Cloud security is becoming a big deal as more data and applications are being hosted by third-party providers. Unfortunately, many companies aren’t fully using their greatest weapon to help protect their information: cloud computing vendor contracts. 

When companies implement cloud services, they sign a vendor contract with the cloud computing provider. In addition to setting the terms of payment and other responsibilities for the customer, that agreement should also assign responsibilities to the vendor.

That includes setting up-time guarantees, as well as requirements for security controls and consequences in case there’s a security breach.

Unfortunately, most cloud computing contracts are more favorable to the vendor than to the customer, according to a recent Gartner report. Those vendor contracts are often vague about how data will be protected, and don’t require meaningful compensation for the customer if a vendor mistake leads to data being compromised.

Negotiate with providers

Part of the problem, Gartner says, is that the recent wave of cloud computing adoption is relatively new, and customers have yet to negotiate for stronger security controls in their vendor contracts.

That could begin changing soon, though. According to the report, the majority (80%) of organizations are unhappy with their vendor contracts, and Gartner predicts that dissatisfaction will continue through 2015.

To avoid getting stuck in a frustrating and potentially risky cloud agreement, companies should carefully look over those vendor contracts and try to negotiate more favorable terms. Here are some of the provisions experts say companies should pay more attention to:

1. Audits and testing

Companies need to evaluate what security controls a cloud vendor has in place before signing up for a service. But beyond that, the organization needs to make sure the system is actually secure and stays that way.

That’s why vendor contracts with cloud providers should allow for regular security audits and vulnerability testing.
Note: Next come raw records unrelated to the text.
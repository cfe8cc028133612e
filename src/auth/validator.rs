//! Account validator
//!
//! Implements username and password validation against the account table of
//! the identity collaborator.

use std::collections::HashMap;

use super::identity::Principal;
use crate::config::AccountConfig;
use crate::error::AuthError;

const MAX_USERNAME_LENGTH: usize = 64;

/// Performs basic input sanitation to check for malicious or malformed input.
fn is_valid_input(input: &str, max_length: usize) -> bool {
    !input.trim().is_empty() && input.len() <= max_length && !input.contains(['\r', '\n', '\0'])
}

struct Account {
    password: String,
    id: u64,
}

/// Accounts the server accepts
pub struct Accounts {
    accounts: HashMap<String, Account>,
}

impl Accounts {
    pub fn new(configured: &[AccountConfig]) -> Self {
        let accounts = configured
            .iter()
            .map(|a| {
                (
                    a.username.clone(),
                    Account {
                        password: a.password.clone(),
                        id: a.id,
                    },
                )
            })
            .collect();
        Self { accounts }
    }

    /// Validates that the given username exists.
    pub fn validate_user(&self, username: &str) -> Result<(), AuthError> {
        if !is_valid_input(username, MAX_USERNAME_LENGTH) || username.contains(['/', '\\']) {
            return Err(AuthError::InvalidUsername(username.to_string()));
        }

        if self.accounts.contains_key(username) {
            Ok(())
        } else {
            Err(AuthError::UserNotFound(username.to_string()))
        }
    }

    /// Validates the password and returns the authenticated principal.
    pub fn validate_password(&self, username: &str, password: &str) -> Result<Principal, AuthError> {
        match self.accounts.get(username) {
            Some(account) if account.password == password => {
                Ok(Principal::new(username, account.id))
            }
            Some(_) => Err(AuthError::InvalidPassword(username.to_string())),
            None => Err(AuthError::UserNotFound(username.to_string())),
        }
    }

    /// Principals of every configured account
    pub fn principals(&self) -> impl Iterator<Item = Principal> + '_ {
        self.accounts
            .iter()
            .map(|(name, account)| Principal::new(name.clone(), account.id))
    }
}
Customers should be able to have a third party conduct the audit at least annually and certify that the service meets security requirements.
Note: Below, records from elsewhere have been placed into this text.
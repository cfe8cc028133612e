//! Identity collaborator
//!
//! Account validation, caller identity and bucket-name derivation.

pub mod identity;
pub mod validator;

pub use identity::{Caller, Principal, bucket_name_for};
pub use validator::Accounts;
The contract should also give the company the option to break the agreement if the vendor fails to meet those measures.

2. Security controls

While companies should know what security precautions a cloud vendor uses before signing a contract, it is also a good idea to get the most critical precautions described in writing as part of the vendor agreement.

That will guard against changes the vendor might make in the future that could make the company’s data more vulnerable to security attacks. The company should at least be able to get out of the contract if the security environment changes significantly.
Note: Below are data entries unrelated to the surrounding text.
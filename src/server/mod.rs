//! Server core functionality
//!
//! Accept loop and connection limit of the storage server.

pub mod core;

pub use core::Server;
For example, the vendor contract might say that customers’ data will be kept separate from each other, that data will be encrypted, etc.

3. Compensation

Many cloud vendor contracts fail to mention compensation in the case of security breaches, lost data or other problems, Gartner says. The reason is that since cloud providers offer services to many customers, any problem that occurs could leave them on the hook for a lot of money. Often the only penalty awarded is a deduction from the costs of the service.

However, the research firm says that shouldn’t stop companies from trying to negotiate for greater penalties. For example, if a contract offers a reduction in fees for 12 months, companies can ask for that to be raised to 24 or 36 months.

4. Data recovery

An important goal of cloud computing security is keeping information out of the hands of the wrong people. But some experts say an even bigger threat is that a cloud service will go down, resulting in lost data and lost business.

Cloud contracts should include up-time guarantees to make the sure the company is at least compensated if the service is unavailable for significant periods of time.

Those agreements should also include clauses about recovering data after an incident — for example, guarantees saying how long it will take to recover data and how much data will be recovered. And again, there should be meaningful penalties if those objectives aren’t met.

5. Notification

A key part of keeping data safe in the cloud is being aware of the threats a cloud service faces. That’s why companies must be promptly notified of any incident involving their cloud computing vendors.

By default, many vendors only notify customers when their own data is breached. But companies should argue to be made aware any time the vendor is attacked, regardless of whose data is affected.

6. Exit strategies

One of the keys to negotiating is to have leverage — that means companies must make sure there’s a way out of their cloud computing contracts. That way if they’re unhappy with a current vendor they can renegotiate or leave the contract.

Along with getting contracts that allow for termination if key security terms aren’t met, companies should also look out for agreements with automatic renewals and make sure the contract specifies that all data will be returned after the arrangement ends.